O 777-9 nominalmente sentaria 420 passageiros em cabine configurada para duas classes, ou 350 em três classes. A pandemia ceifou o tráfego de negócios. Consequentemente há um rombo na classe executiva, nas económicas “premium” e também na primeira classe. Aeronaves com cabines de três e quatro classes vêm-se compelidas a deixar o champanhe em terra e carregar apenas cervejas de lata. Os lugares de económica em voos intercontinentais eram baratos porque havia gente a pagar dezenas de milhares de euros para ter uma cama a bordo na parte da frente do avião. Alguns dos poucos, mas ávidos, clientes do 777-9 pediram a conversão de encomendas para o mais pequeno 787. Algumas para a versão 10, um pouco mais pequeno que o 777. A Emirates converteu parte do seu lote para versão 787-9, que apresenta dimensões significativamente menores. A Qatar Airways recusa receber aeronaves novas este ano, seja de quem for. A Airbus declarou que espera chegar ao final do ano com 145 aeronaves construídas por entregar, mais que toda a frota da TAP Air Portugal. Esta tónica de acolhimento tresandava a deserção da clientela e não deu alternativa à Boeing senão de adiar a primeira entrega de 2021 para 2022.
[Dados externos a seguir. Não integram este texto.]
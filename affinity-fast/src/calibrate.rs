//! Matrix-level calibration: one bisection per row
//!
//! Rows are independent. Each one reads its own distance row and writes its
//! own output chunk, so the parallel path needs no locking beyond an atomic
//! progress counter. Betas are collected in row order and summed after the
//! join, which keeps the mean bandwidth identical across thread counts.

use std::sync::atomic::{AtomicUsize, Ordering};

use ndarray::{Array2, ArrayView2};
use rayon::prelude::*;
use tracing::{debug, info, warn};

use crate::element::Element;
use crate::errors::{CalibrationError, CalibrationResult};
use crate::params::CalibrationParams;
use crate::search::{search_row, RowOutcome};

/// Progress is reported every this many finished rows (and at the last row).
pub const PROGRESS_INTERVAL: usize = 1000;

/// Receives advisory progress during a calibration.
///
/// Called from worker threads; implementations must not block for long.
/// Nothing reported here affects the numeric result.
pub trait ProgressSink: Sync {
    fn rows_completed(&self, completed: usize, total: usize);

    /// Mean Gaussian bandwidth, `sqrt(n / sum(beta))`, reported once at the end.
    fn mean_bandwidth(&self, _sigma: f64) {}
}

/// Sink that writes progress to the `tracing` log at info level.
#[derive(Debug, Default, Clone, Copy)]
pub struct LogProgress;

impl ProgressSink for LogProgress {
    fn rows_completed(&self, completed: usize, total: usize) {
        info!(
            "computed conditional probabilities for sample {} / {}",
            completed, total
        );
    }

    fn mean_bandwidth(&self, sigma: f64) {
        info!("mean sigma: {:.6}", sigma);
    }
}

/// Output of [`calibrate`].
#[derive(Debug, Clone)]
pub struct Calibration<T> {
    /// Conditional probabilities P(j|i), same shape as the input
    pub probabilities: Array2<T>,
    /// Final beta per row, in row order
    pub betas: Vec<f64>,
    /// `sqrt(n_samples / sum(betas))`
    pub mean_bandwidth: f64,
    /// Rows whose search hit the step budget before reaching the tolerance
    pub unconverged_rows: usize,
}

impl<T> Calibration<T> {
    pub fn n_samples(&self) -> usize {
        self.betas.len()
    }
}

/// Validated shape of a calibration input.
#[derive(Debug, Clone, Copy, PartialEq, Eq)]
struct Layout {
    n_samples: usize,
    n_neighbors: usize,
}

impl Layout {
    /// Fewer columns than rows: each row lists true neighbors only.
    fn using_neighbors(&self) -> bool {
        self.n_neighbors < self.n_samples
    }

    fn exclude_for(&self, row: usize) -> Option<usize> {
        if self.using_neighbors() {
            None
        } else {
            Some(row)
        }
    }
}

fn validate<T: Element>(
    distances: &ArrayView2<'_, T>,
    perplexity: f64,
    params: &CalibrationParams,
) -> CalibrationResult<Layout> {
    let (n_samples, n_neighbors) = distances.dim();
    if n_samples == 0 || n_neighbors == 0 {
        return Err(CalibrationError::EmptyInput);
    }
    if n_neighbors > n_samples {
        return Err(CalibrationError::ShapeMismatch {
            expected: format!("at most {} columns for {} samples", n_samples, n_samples),
            found: format!("{}x{}", n_samples, n_neighbors),
        });
    }
    if !perplexity.is_finite() || perplexity <= 0.0 {
        return Err(CalibrationError::InvalidParameter(format!(
            "perplexity must be finite and positive, got {}",
            perplexity
        )));
    }
    params.validate()?;

    for ((row, col), &d) in distances.indexed_iter() {
        let value = d.widen();
        if !value.is_finite() || value < 0.0 {
            return Err(CalibrationError::InvalidDistance { row, col, value });
        }
    }

    let layout = Layout {
        n_samples,
        n_neighbors,
    };
    let support = if layout.using_neighbors() {
        n_neighbors
    } else {
        n_neighbors - 1
    };
    if perplexity > support as f64 {
        warn!(
            "perplexity {} exceeds the {} neighbors available per row; rows will not converge",
            perplexity, support
        );
    }
    Ok(layout)
}

/// Searches one row and narrows the result into its output chunk.
struct RowDriver<'a> {
    layout: Layout,
    target_entropy: f64,
    params: &'a CalibrationParams,
    progress: Option<&'a dyn ProgressSink>,
    completed: AtomicUsize,
}

impl RowDriver<'_> {
    fn run<T: Element>(
        &self,
        row: usize,
        distances: &[T],
        scratch: &mut [f64],
        out: &mut [T],
    ) -> RowOutcome {
        let outcome = search_row(
            distances,
            self.target_entropy,
            self.layout.exclude_for(row),
            self.params,
            scratch,
        );
        for (dst, &p) in out.iter_mut().zip(scratch.iter()) {
            *dst = T::narrow(p);
        }

        if let Some(sink) = self.progress {
            let done = self.completed.fetch_add(1, Ordering::Relaxed) + 1;
            if done % PROGRESS_INTERVAL == 0 || done == self.layout.n_samples {
                sink.rows_completed(done, self.layout.n_samples);
            }
        }
        outcome
    }
}

/// Borrow the matrix as one row-major slice, copying only when the view is
/// not contiguous in standard order.
fn with_row_major<T: Element, R>(
    distances: &ArrayView2<'_, T>,
    f: impl FnOnce(&[T]) -> R,
) -> R {
    match distances.as_slice() {
        Some(flat) => f(flat),
        None => {
            let owned: Vec<T> = distances.iter().copied().collect();
            f(&owned)
        }
    }
}

/// Calibrate every row of `distances` to `perplexity`, in parallel.
///
/// `distances` is `n_samples x n_neighbors` squared distances. With as many
/// columns as rows (exact mode) column `i` of row `i` is the self-distance
/// and is excluded; with fewer columns (restricted mode) nothing is
/// excluded. Runs on the current rayon pool.
///
/// # Errors
/// - `EmptyInput` for a matrix with no rows or columns
/// - `ShapeMismatch` when there are more columns than rows
/// - `InvalidParameter` for a non-positive perplexity or bad `params`
/// - `InvalidDistance` for a negative or non-finite distance
pub fn calibrate<T: Element>(
    distances: ArrayView2<'_, T>,
    perplexity: f64,
    params: &CalibrationParams,
    progress: Option<&dyn ProgressSink>,
) -> CalibrationResult<Calibration<T>> {
    let layout = validate(&distances, perplexity, params)?;
    let driver = RowDriver {
        layout,
        target_entropy: perplexity.ln(),
        params,
        progress,
        completed: AtomicUsize::new(0),
    };
    let k = layout.n_neighbors;

    let mut out = vec![T::default(); layout.n_samples * k];
    let outcomes: Vec<RowOutcome> = with_row_major(&distances, |flat| {
        out.par_chunks_mut(k)
            .zip(flat.par_chunks(k))
            .enumerate()
            .map_init(
                || vec![0.0f64; k],
                |scratch, (i, (out_row, row))| driver.run(i, row, scratch, out_row),
            )
            .collect::<Vec<_>>()
    });

    finish(layout, out, outcomes, progress)
}

/// Single-threaded [`calibrate`]. Same contract and same output.
pub fn calibrate_sequential<T: Element>(
    distances: ArrayView2<'_, T>,
    perplexity: f64,
    params: &CalibrationParams,
    progress: Option<&dyn ProgressSink>,
) -> CalibrationResult<Calibration<T>> {
    let layout = validate(&distances, perplexity, params)?;
    let driver = RowDriver {
        layout,
        target_entropy: perplexity.ln(),
        params,
        progress,
        completed: AtomicUsize::new(0),
    };
    let k = layout.n_neighbors;

    let mut out = vec![T::default(); layout.n_samples * k];
    let mut scratch = vec![0.0f64; k];
    let outcomes: Vec<RowOutcome> = with_row_major(&distances, |flat| {
        out.chunks_mut(k)
            .zip(flat.chunks(k))
            .enumerate()
            .map(|(i, (out_row, row))| driver.run(i, row, &mut scratch, out_row))
            .collect::<Vec<_>>()
    });

    finish(layout, out, outcomes, progress)
}

fn finish<T: Element>(
    layout: Layout,
    out: Vec<T>,
    outcomes: Vec<RowOutcome>,
    progress: Option<&dyn ProgressSink>,
) -> CalibrationResult<Calibration<T>> {
    let probabilities = Array2::from_shape_vec((layout.n_samples, layout.n_neighbors), out)
        .map_err(|e| CalibrationError::ShapeMismatch {
            expected: format!("{}x{}", layout.n_samples, layout.n_neighbors),
            found: e.to_string(),
        })?;

    let betas: Vec<f64> = outcomes.iter().map(|o| o.beta).collect();
    let beta_sum: f64 = betas.iter().sum();
    let mean_bandwidth = (layout.n_samples as f64 / beta_sum).sqrt();
    let unconverged_rows = outcomes.iter().filter(|o| !o.converged).count();

    if unconverged_rows > 0 {
        debug!(
            "{} of {} rows did not reach the entropy tolerance",
            unconverged_rows, layout.n_samples
        );
    }
    if let Some(sink) = progress {
        sink.mean_bandwidth(mean_bandwidth);
    }

    Ok(Calibration {
        probabilities,
        betas,
        mean_bandwidth,
        unconverged_rows,
    })
}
Apesar de haver negócio a verter para o 787 as coisas não estão famosas para esse modelo. É o único a ter duas linhas de produção em paralelo. A segunda funciona no longínquo estado da Carolina do Sul. A fábrica de Charleston tem tido problemas de qualidade, tendo a habitualmente picuinhas Qatar Airways recusado que as suas aeronaves ali fossem construídas. Contudo, o facto de os funcionários não estarem sindicalizados e o facto de a fuselagem do popularizado 787-10 não caber no obeso avião de transporte Dreamlifter, faz apontar que seja a linha de Everett a encerrar e não a do “Deep South”. Permanecerá viva, em qualquer cenário, a o complexo fabril de Everett, inaugurada para construir o 747 após se formalizar a encomenda da Pan Am, mas possivelmente em serviços mínimos durante uns quatro ou cinco anos.